Immediately, the move means China will pay for oil, copper, coal and other commodities with cheaper yuan. It may also imply that authorities are worried about the Chinese economy weakening more than the already disclosed dip in gross domestic product growth to an annual 7 percent clip in the first half of the year, leading to lower demand for commodities.

The second part of that equation is one reason why oil dropped 4 percent on the news. Copper dropped 8 percent. That's great if you're filling your tank in the U.S.—or making pennies. (Chinese airline stocks got hit hard, as investors factored in the effect of paying more yuan for fuel but discounted the effect of cheaper crude). But less-valuable Chinese currency is not so good for exporters who want to sell manufactured goods that include copper, for example, or that are made in factories powered by Australian coal.
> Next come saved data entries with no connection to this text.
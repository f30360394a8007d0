//! Player settings and preferences
//!
//! Persisted as a single JSON blob in the key-value store.

use serde::{Deserialize, Serialize};

use crate::storage::{self, KeyValueStore, keys};

/// Difficulty tiers
#[derive(Debug, Clone, Copy, PartialEq, Eq, Hash, Serialize, Deserialize, Default)]
#[serde(rename_all = "lowercase")]
pub enum Difficulty {
    Easy,
    #[default]
    #[serde(alias = "medium")]
    Normal,
    Hard,
}

impl Difficulty {
    pub const ALL: [Difficulty; 3] = [Difficulty::Easy, Difficulty::Normal, Difficulty::Hard];

    pub fn as_str(&self) -> &'static str {
        match self {
            Difficulty::Easy => "easy",
            Difficulty::Normal => "normal",
            Difficulty::Hard => "hard",
        }
    }

    /// Multiplier applied to green and red phase durations
    pub fn modifier(&self) -> f64 {
        match self {
            Difficulty::Easy => 1.3,
            Difficulty::Normal => 1.0,
            Difficulty::Hard => 0.7,
        }
    }

    /// Storage key holding this tier's high score
    pub fn high_score_key(&self) -> &'static str {
        match self {
            Difficulty::Easy => keys::HIGH_SCORE_EASY,
            Difficulty::Normal => keys::HIGH_SCORE_MEDIUM,
            Difficulty::Hard => keys::HIGH_SCORE_HARD,
        }
    }
}

/// Color theme
#[derive(Debug, Clone, Copy, PartialEq, Eq, Serialize, Deserialize, Default)]
#[serde(rename_all = "lowercase")]
pub enum Theme {
    #[default]
    Dark,
    Light,
    System,
}

impl Theme {
    /// Next theme in the dark -> light -> system cycle
    pub fn next(&self) -> Self {
        match self {
            Theme::Dark => Theme::Light,
            Theme::Light => Theme::System,
            Theme::System => Theme::Dark,
        }
    }

    pub fn as_str(&self) -> &'static str {
        match self {
            Theme::Dark => "dark",
            Theme::Light => "light",
            Theme::System => "system",
        }
    }
}

/// Player settings
#[derive(Debug, Clone, PartialEq, Serialize, Deserialize)]
#[serde(default, rename_all = "camelCase")]
pub struct Settings {
    pub sound_enabled: bool,
    pub music_enabled: bool,
    pub vibrations_enabled: bool,
    pub difficulty: Difficulty,
    pub theme: Theme,
    /// Red light violations warn instead of costing a life
    pub practice_mode: bool,
}

impl Default for Settings {
    fn default() -> Self {
        Self {
            sound_enabled: true,
            music_enabled: true,
            vibrations_enabled: true,
            difficulty: Difficulty::Normal,
            theme: Theme::Dark,
            practice_mode: false,
        }
    }
}

impl Settings {
    /// Load settings, using defaults for anything missing or malformed
    pub fn load(store: &dyn KeyValueStore) -> Self {
        let settings: Settings = storage::load_json(store, keys::SETTINGS);
        log::info!(
            "Settings loaded (difficulty: {}, theme: {})",
            settings.difficulty.as_str(),
            settings.theme.as_str()
        );
        settings
    }

    pub fn save(&self, store: &dyn KeyValueStore) {
        storage::save_json(store, keys::SETTINGS, self);
        log::debug!("Settings saved");
    }

    pub fn toggle_sound(&mut self, store: &dyn KeyValueStore) -> bool {
        self.sound_enabled = !self.sound_enabled;
        self.save(store);
        self.sound_enabled
    }

    pub fn toggle_practice_mode(&mut self, store: &dyn KeyValueStore) -> bool {
        self.practice_mode = !self.practice_mode;
        self.save(store);
        self.practice_mode
    }

    pub fn set_theme(&mut self, theme: Theme, store: &dyn KeyValueStore) {
        self.theme = theme;
        self.save(store);
    }

    /// Advance to the next theme and return it
    pub fn cycle_theme(&mut self, store: &dyn KeyValueStore) -> Theme {
        self.set_theme(self.theme.next(), store);
        self.theme
    }

    pub fn set_difficulty(&mut self, difficulty: Difficulty, store: &dyn KeyValueStore) {
        self.difficulty = difficulty;
        self.save(store);
    }
}

#[cfg(test)]
mod tests {
    use super::*;
    use crate::storage::MemoryStore;

    #[test]
    fn test_defaults_when_store_empty() {
        let store = MemoryStore::new();
        assert_eq!(Settings::load(&store), Settings::default());
    }

    #[test]
    fn test_partial_blob_keeps_defaults_for_missing_fields() {
        let store = MemoryStore::new();
        store.set(keys::SETTINGS, r#"{"difficulty":"hard","practiceMode":true}"#);
        let settings = Settings::load(&store);
        assert_eq!(settings.difficulty, Difficulty::Hard);
        assert!(settings.practice_mode);
        assert!(settings.sound_enabled);
        assert_eq!(settings.theme, Theme::Dark);
    }

    #[test]
    fn test_malformed_blob_falls_back() {
        let store = MemoryStore::new();
        store.set(keys::SETTINGS, r#"{"difficulty":"impossible"}"#);
        assert_eq!(Settings::load(&store), Settings::default());
    }

    #[test]
    fn test_toggles_persist() {
        let store = MemoryStore::new();
        let mut settings = Settings::default();
        assert!(!settings.toggle_sound(&store));
        assert!(settings.toggle_practice_mode(&store));
        assert_eq!(settings.cycle_theme(&store), Theme::Light);

        let reloaded = Settings::load(&store);
        assert!(!reloaded.sound_enabled);
        assert!(reloaded.practice_mode);
        assert_eq!(reloaded.theme, Theme::Light);
    }

    #[test]
    fn test_theme_cycle_wraps() {
        assert_eq!(Theme::Dark.next(), Theme::Light);
        assert_eq!(Theme::Light.next(), Theme::System);
        assert_eq!(Theme::System.next(), Theme::Dark);
    }

    #[test]
    fn test_difficulty_parsing_and_modifier() {
        let store = MemoryStore::new();
        store.set(keys::SETTINGS, r#"{"difficulty":"medium"}"#);
        assert_eq!(Settings::load(&store).difficulty, Difficulty::Normal);
        store.set(keys::SETTINGS, r#"{"difficulty":"hard"}"#);
        assert_eq!(Settings::load(&store).difficulty, Difficulty::Hard);
        assert_eq!(Difficulty::Hard.modifier(), 0.7);
        assert_eq!(Difficulty::Easy.modifier(), 1.3);
    }
}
The impact on their costs will cut into any benefit they get from selling their goods more cheaply to dollar-using buyers.

3. The falling yuan may force other countries to devalue their currencies.

Currencies of Australia, Malaysia and South Korea fell in tandem after China's move. But an analysis by Morgan Stanley in March predicted that a 15 percent drop in the yuan, much larger than today's move, would cause a 5 percent to 7 percent drop in other Asian currencies.

4. China's overall impact on U.S. growth will be small.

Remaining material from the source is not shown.